* TASK BRIEF: Each entry, from beginning to end, is to be transcribed verbatim.

* AVAILABLE DATA:
//! # apotek-core: Pure Business Logic for Apotek POS
//!
//! This crate is the **heart** of Apotek POS. It contains all business logic
//! as pure functions with zero I/O dependencies.
//!
//! ## Architecture Position
//! ```text
//! ┌─────────────────────────────────────────────────────────────────────────┐
//! │                       Apotek POS Architecture                           │
//! │                                                                         │
//! │  ┌─────────────────────────────────────────────────────────────────┐   │
//! │  │              Presentation layer (external)                      │   │
//! │  │    Medicine picker ──► Cart view ──► Pay field ──► Receipt      │   │
//! │  └─────────────────────────────┬───────────────────────────────────┘   │
//! │                                │                                        │
//! │  ┌─────────────────────────────▼───────────────────────────────────┐   │
//! │  │                  apotek-pos (SaleService)                       │   │
//! │  │    add_to_cart, checkout, cancel, record_restock                │   │
//! │  └─────────────────────────────┬───────────────────────────────────┘   │
//! │                                │                                        │
//! │  ┌─────────────────────────────▼───────────────────────────────────┐   │
//! │  │               ★ apotek-core (THIS CRATE) ★                      │   │
//! │  │                                                                 │   │
//! │  │   ┌───────────┐  ┌───────────┐  ┌───────────┐  ┌───────────┐   │   │
//! │  │   │   types   │  │   money   │  │   cart    │  │ validation│   │   │
//! │  │   │ Medicine  │  │   Money   │  │   Cart    │  │   rules   │   │   │
//! │  │   │   Sale    │  │  rupiah   │  │ CartLine  │  │  parsing  │   │   │
//! │  │   └───────────┘  └───────────┘  └───────────┘  └───────────┘   │   │
//! │  │                                                                 │   │
//! │  │   NO I/O • NO DATABASE • NO NETWORK • PURE FUNCTIONS            │   │
//! │  └─────────────────────────────────────────────────────────────────┘   │
//! │                                │                                        │
//! │  ┌─────────────────────────────▼───────────────────────────────────┐   │
//! │  │                   apotek-db (Database Layer)                    │   │
//! │  │             SQLite queries, migrations, repositories            │   │
//! │  └─────────────────────────────────────────────────────────────────┘   │
//! └─────────────────────────────────────────────────────────────────────────┘
//! ```
//!
//! ## Modules
//!
//! - [`types`] - Domain types (Medicine, Sale, Member, etc.)
//! - [`money`] - Money type with integer arithmetic (no floating point!)
//! - [`cart`] - The transient cart and payment settlement
//! - [`error`] - Domain error types
//! - [`validation`] - Input validation and tendered-amount parsing
//!
//! ## Design Principles
//!
//! 1. **Pure Functions**: Every function is deterministic - same input = same output
//! 2. **No I/O**: Database, network, file system access is FORBIDDEN here
//! 3. **Integer Money**: All monetary values are whole rupiah (i64)
//! 4. **Explicit Errors**: All errors are typed, never strings or panics

// =============================================================================
// Module Declarations
// =============================================================================

pub mod cart;
pub mod error;
pub mod money;
pub mod types;
pub mod validation;

// =============================================================================
// Re-exports for Convenience
// =============================================================================
// These allow users to do `use apotek_core::Money` instead of
// `use apotek_core::money::Money`

pub use cart::{Cart, CartLine};
pub use error::{CoreError, ValidationError};
pub use money::Money;
pub use types::*;

// =============================================================================
// Crate-Level Constants
// =============================================================================

/// Maximum lines allowed in a single cart.
///
/// Keeps a runaway cart from turning into an unreviewable sale record.
pub const MAX_CART_LINES: usize = 100;

/// Maximum quantity of a single cart line.
///
/// Guards against fat-finger quantities (1000 instead of 10).
pub const MAX_LINE_QUANTITY: i64 = 999;

/// Stock level below which a medicine shows up on the low-stock report.
pub const LOW_STOCK_THRESHOLD: i64 = 50;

* RESULT OF THE TASK:
//! # apotek-core: Pure Business Logic for Apotek POS
//!
//! This crate is the **heart** of Apotek POS. It contains all business logic
//! as pure functions with zero I/O dependencies.
//!
//! ## Architecture Position
//! ```text
//! ┌─────────────────────────────────────────────────────────────────────────┐
//! │                       Apotek POS Architecture                           │
//! │                                                                         │
//! │  ┌─────────────────────────────────────────────────────────────────┐   │
//! │  │              Presentation layer (external)                      │   │
//! │  │    Medicine picker ──► Cart view ──► Pay field ──► Receipt      │   │
//! │  └─────────────────────────────┬───────────────────────────────────┘   │
//! │                                │                                        │
//! │  ┌─────────────────────────────▼───────────────────────────────────┐   │
//! │  │                  apotek-pos (SaleService)                       │   │
//! │  │    add_to_cart, checkout, cancel, record_restock                │   │
//! │  └─────────────────────────────┬───────────────────────────────────┘   │
//! │                                │                                        │
//! │  ┌─────────────────────────────▼───────────────────────────────────┐   │
//! │  │               ★ apotek-core (THIS CRATE) ★                      │   │
//! │  │                                                                 │   │
//! │  │   ┌───────────┐  ┌───────────┐  ┌───────────┐  ┌───────────┐   │   │
//! │  │   │   types   │  │   money   │  │   cart    │  │ validation│   │   │
//! │  │   │ Medicine  │  │   Money   │  │   Cart    │  │   rules   │   │   │
//! │  │   │   Sale    │  │  rupiah   │  │ CartLine  │  │  parsing  │   │   │
//! │  │   └───────────┘  └───────────┘  └───────────┘  └───────────┘   │   │
//! │  │                                                                 │   │
//! │  │   NO I/O • NO DATABASE • NO NETWORK • PURE FUNCTIONS            │   │
//! │  └─────────────────────────────────────────────────────────────────┘   │
//! │                                │                                        │
//! │  ┌─────────────────────────────▼───────────────────────────────────┐   │
//! │  │                   apotek-db (Database Layer)                    │   │
//! │  │             SQLite queries, migrations, repositories            │   │
//! │  └─────────────────────────────────────────────────────────────────┘   │
//! └─────────────────────────────────────────────────────────────────────────┘
//! ```
//!
//! ## Modules
//!
//! - [`types`] - Domain types (Medicine, Sale, Member, etc.)
//! - [`money`] - Money type with integer arithmetic (no floating point!)
//! - [`cart`] - The transient cart and payment settlement
//! - [`error`] - Domain error types
//! - [`validation`] - Input validation and tendered-amount parsing
//!
//! ## Design Principles
//!
//! 1. **Pure Functions**: Every function is deterministic - same input = same output
//! 2. **No I/O**: Database, network, file system access is FORBIDDEN here
//! 3. **Integer Money**: All monetary values are whole rupiah (i64)
//! 4. **Explicit Errors**: All errors are typed, never strings or panics

// =============================================================================
// Module Declarations
// =============================================================================

pub mod cart;
pub mod error;
pub mod money;
pub mod types;
pub mod validation;

// =============================================================================
// Re-exports for Convenience
// =============================================================================
// These allow users to do `use apotek_core::Money` instead of
// `use apotek_core::money::Money`

pub use cart::{Cart, CartLine};
pub use error::{CoreError, ValidationError};
pub use money::Money;
pub use types::*;

// =============================================================================
// Crate-Level Constants
// =============================================================================

/// Maximum lines allowed in a single cart.
///
/// Keeps a runaway cart from turning into an unreviewable sale record.
pub const MAX_CART_LINES: usize = 100;

/// Maximum quantity of a single cart line.
///
/// Guards against fat-finger quantities (1000 instead of 10).
pub const MAX_LINE_QUANTITY: i64 = 999;

/// Stock level below which a medicine shows up on the low-stock report.
pub const LOW_STOCK_THRESHOLD: i64 = 50;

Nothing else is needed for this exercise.